Jenks se colocó sus anteojos en lo alto de la cabeza.
– Siéntate, Ren.
En lugar de obedecer, demostrando así que entendía la gravedad de la situación, Ren fue hasta el mueble bar y sacó una botella de Pellegrino. Sólo después de tomar un trago se sentó. Su agente le dirigió una mirada de advertencia.
– Larry y yo hemos estado hablando -dijo Jenks-. Ha vuelto a asegurarme que estás completamente comprometido con este proyecto, pero yo tengo mis dudas. Si hay algún problema, quiero que lo pongas sobre la mesa para que podamos hablar de ello.
– No hay ningún problema. -Se le había formado una película de sudor en la frente. Sabía que tenía que decir algo que tranquilizase a Jenks, e intentó encontrar las palabras adecuadas, pero se oyó decir justo lo contrario-. Quiero un psicólogo infantil siempre que las niñas estén en el rodaje. El mejor que puedas encontrar, ¿de acuerdo? No soportaría ser el responsable de las pesadillas de esas niñas.

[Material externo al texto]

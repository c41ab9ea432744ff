mod audio_file;

use std::path::{Path, PathBuf};

use clap::{Parser, Subcommand};
use fxlab_core::{
    builtin_registry, AppConfig, AudioConfig, AudioEngine, AudioMode, DemoOptions, FxError,
    MappingMatrix, OptionValue, Runner, Surface,
};
use serde::Serialize;
use tracing_subscriber::EnvFilter;

use crate::audio_file::{read_wav, MonoClip};

fn main() -> fxlab_core::Result<()> {
    init_tracing();

    let cli = Cli::parse();
    let config = match &cli.config {
        Some(path) => AppConfig::load(path)?,
        None => AppConfig::default(),
    };

    match cli.command {
        Commands::List { json } => run_list(json),
        Commands::Run(args) => run_demo(&config, args),
        Commands::Analyse { input, output } => run_analyse(&config, &input, output.as_deref()),
    }
}

fn run_list(json: bool) -> fxlab_core::Result<()> {
    let registry = builtin_registry();

    if json {
        let listing: Vec<ListingEntry<'_>> = registry
            .iter()
            .map(|(id, entry)| ListingEntry {
                id,
                metadata: &entry.metadata,
                controls: &entry.controls,
            })
            .collect();
        println!("{}", serde_json::to_string_pretty(&listing)?);
        return Ok(());
    }

    for (id, entry) in registry.iter() {
        let meta = &entry.metadata;
        println!(
            "{id:<16} {:<20} {:?}/{:?}  {}",
            meta.name, meta.category, meta.difficulty, meta.description
        );
    }
    Ok(())
}

fn run_demo(config: &AppConfig, args: RunArgs) -> fxlab_core::Result<()> {
    let mut runner_config = config.runner.clone();
    runner_config.width = args.width.unwrap_or(runner_config.width);
    runner_config.height = args.height.unwrap_or(runner_config.height);
    runner_config.fps = args.fps.unwrap_or(runner_config.fps);
    runner_config.validate()?;

    let options = parse_overrides(&args.set)?;
    let mut runner = Runner::new(builtin_registry());
    runner.bind_surface(Surface::new(runner_config.width, runner_config.height)?);
    runner.try_load(&args.id, &options)?;

    let audio = match &args.audio {
        Some(path) => Some(AudioDriver::open(path, config)?),
        None => None,
    };
    let mut mappings = MappingMatrix::band_defaults();

    tracing::info!(
        id = %args.id,
        frames = args.frames,
        width = runner_config.width,
        height = runner_config.height,
        fps = runner_config.fps,
        "running demo"
    );

    let frame_ms = runner_config.frame_ms();
    for index in 0..args.frames {
        let timestamp_ms = index as f64 * frame_ms;
        if let Some(driver) = &audio {
            let frame = driver.frame_at(timestamp_ms)?;
            if frame.beat {
                tracing::debug!(timestamp_ms, bpm = frame.bpm, "beat");
            }
            for update in mappings.evaluate(&frame) {
                runner.set_option(&update.target, f64::from(update.value));
            }
        }
        runner.frame(timestamp_ms);
    }

    tracing::info!(
        frames = runner.frame_count(),
        elapsed_ms = runner.elapsed_ms(),
        "finished"
    );

    if let Some(output) = &args.output {
        let surface = runner.surface().ok_or(FxError::NoSurface)?;
        write_png(surface, output)?;
        tracing::info!(output = %output.display(), "wrote frame");
    }
    Ok(())
}

fn run_analyse(config: &AppConfig, input: &Path, output: Option<&Path>) -> fxlab_core::Result<()> {
    tracing::info!(input = %input.display(), "analysing audio file");

    let clip = read_wav(input)?;
    let audio_config = AudioConfig {
        sample_rate: clip.sample_rate,
        ..config.audio.clone()
    };
    audio_config.validate()?;
    let block_size = audio_config.block_size;
    let engine = AudioEngine::with_config(AudioMode::Precomputed, audio_config, config.beat.clone());
    let handle = engine.start()?;

    let mut frames = Vec::new();
    for block in clip.samples.chunks(block_size).filter(|block| block.len() >= 2) {
        if let Some(frame) = engine.push_samples(block)? {
            frames.push(ReportFrame {
                time: frame.analysis.time,
                rms: frame.analysis.rms,
                bass: frame.analysis.bass,
                mid: frame.analysis.mid,
                high: frame.analysis.high,
                beat: frame.beat,
                beat_intensity: frame.beat_intensity,
            });
        }
    }

    let latest = handle.latest()?;
    let report = Report {
        input: input.display().to_string(),
        sample_rate: clip.sample_rate,
        duration_seconds: clip.duration_seconds(),
        beats: handle.beat_count()?,
        bpm: latest.bpm,
        frames,
    };
    tracing::info!(beats = report.beats, bpm = report.bpm, frames = report.frames.len(), "analysis complete");

    let json = serde_json::to_string_pretty(&report)?;
    match output {
        Some(path) => std::fs::write(path, json)?,
        None => println!("{json}"),
    }
    Ok(())
}

/// Parses repeated `--set name=value` arguments.
fn parse_overrides(pairs: &[String]) -> fxlab_core::Result<DemoOptions> {
    let mut options = DemoOptions::new();
    for pair in pairs {
        let (name, value) = pair
            .split_once('=')
            .ok_or_else(|| FxError::msg(format!("expected name=value, got `{pair}`")))?;
        let value: OptionValue = value.parse().unwrap_or_else(|never| match never {});
        options.set(name.trim(), value);
    }
    Ok(options)
}

fn write_png(surface: &Surface, path: &Path) -> fxlab_core::Result<()> {
    if let Some(parent) = path.parent().filter(|p| !p.as_os_str().is_empty()) {
        std::fs::create_dir_all(parent)?;
    }
    image::save_buffer_with_format(
        path,
        &surface.to_rgba8(),
        surface.width(),
        surface.height(),
        image::ColorType::Rgba8,
        image::ImageFormat::Png,
    )
    .map_err(|err| FxError::msg(format!("failed to write {}: {err}", path.display())))
}

/// Feeds one analysis window per rendered frame from a decoded clip.
struct AudioDriver {
    clip: MonoClip,
    engine: AudioEngine,
    block_size: usize,
}

impl AudioDriver {
    fn open(path: &Path, config: &AppConfig) -> fxlab_core::Result<Self> {
        let clip = read_wav(path)?;
        let audio_config = AudioConfig {
            sample_rate: clip.sample_rate,
            ..config.audio.clone()
        };
        audio_config.validate()?;
        let block_size = audio_config.block_size;
        let engine = AudioEngine::with_config(AudioMode::Live, audio_config, config.beat.clone());
        engine.start()?;
        Ok(Self {
            clip,
            engine,
            block_size,
        })
    }

    fn frame_at(&self, timestamp_ms: f64) -> fxlab_core::Result<fxlab_core::AudioFrame> {
        let window = self.clip.window_ending_at(timestamp_ms / 1000.0, self.block_size);
        self.engine.process(&window, timestamp_ms)
    }
}

#[derive(Serialize)]
struct ListingEntry<'a> {
    id: &'a str,
    #[serde(flatten)]
    metadata: &'a fxlab_core::demo::DemoMetadata,
    controls: &'a [fxlab_core::demo::Control],
}

#[derive(Serialize)]
struct Report {
    input: String,
    sample_rate: u32,
    duration_seconds: f32,
    beats: u64,
    bpm: u32,
    frames: Vec<ReportFrame>,
}

#[derive(Serialize)]
struct ReportFrame {
    time: f32,
    rms: f32,
    bass: f32,
    mid: f32,
    high: f32,
    beat: bool,
    beat_intensity: f32,
}

fn init_tracing() {
    let _ = tracing_subscriber::fmt()
        .with_env_filter(
            EnvFilter::try_from_default_env().unwrap_or_else(|_| EnvFilter::new("info")),
        )
        .with_writer(std::io::stderr)
        .try_init();
}

#[derive(Parser, Debug)]
#[command(author, version, about = "Headless runner for the FxLab visual effects", long_about = None)]
struct Cli {
    /// JSON configuration file; missing fields use defaults.
    #[arg(short, long, global = true)]
    config: Option<PathBuf>,
    #[command(subcommand)]
    command: Commands,
}

#[derive(Subcommand, Debug)]
enum Commands {
    /// List the built-in demos.
    List {
        /// Print metadata and controls as JSON.
        #[arg(long)]
        json: bool,
    },
    /// Run a demo headlessly for a number of frames.
    Run(RunArgs),
    /// Extract band energies and beats from a WAV file.
    Analyse {
        /// WAV file to analyse.
        input: PathBuf,
        /// Where to write the JSON report; stdout when omitted.
        #[arg(short, long)]
        output: Option<PathBuf>,
    },
}

#[derive(clap::Args, Debug)]
struct RunArgs {
    /// Demo id, as printed by `list`.
    id: String,
    #[arg(long, default_value_t = 120)]
    frames: u32,
    #[arg(long)]
    width: Option<u32>,
    #[arg(long)]
    height: Option<u32>,
    #[arg(long)]
    fps: Option<u32>,
    /// Option override, `name=value`. May be repeated.
    #[arg(long = "set", value_name = "NAME=VALUE")]
    set: Vec<String>,
    /// WAV file whose band energies drive the demo's options.
    #[arg(long)]
    audio: Option<PathBuf>,
    /// Write the final frame as a PNG.
    #[arg(short, long)]
    output: Option<PathBuf>,
}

Lo curioso era que su trabajo consistía precisamente en ser el responsable de las pesadillas de la gente. Se preguntó cómo estaría durmiendo Isabel.
Las arrugas de Jenks se hicieron tan profundas que podrían haberle plantado trigo, pero antes de que pudiese responder sonó el teléfono. Larry respondió.
– ¿Sí? -Miró a Ren-. No puede ponerse en este momento.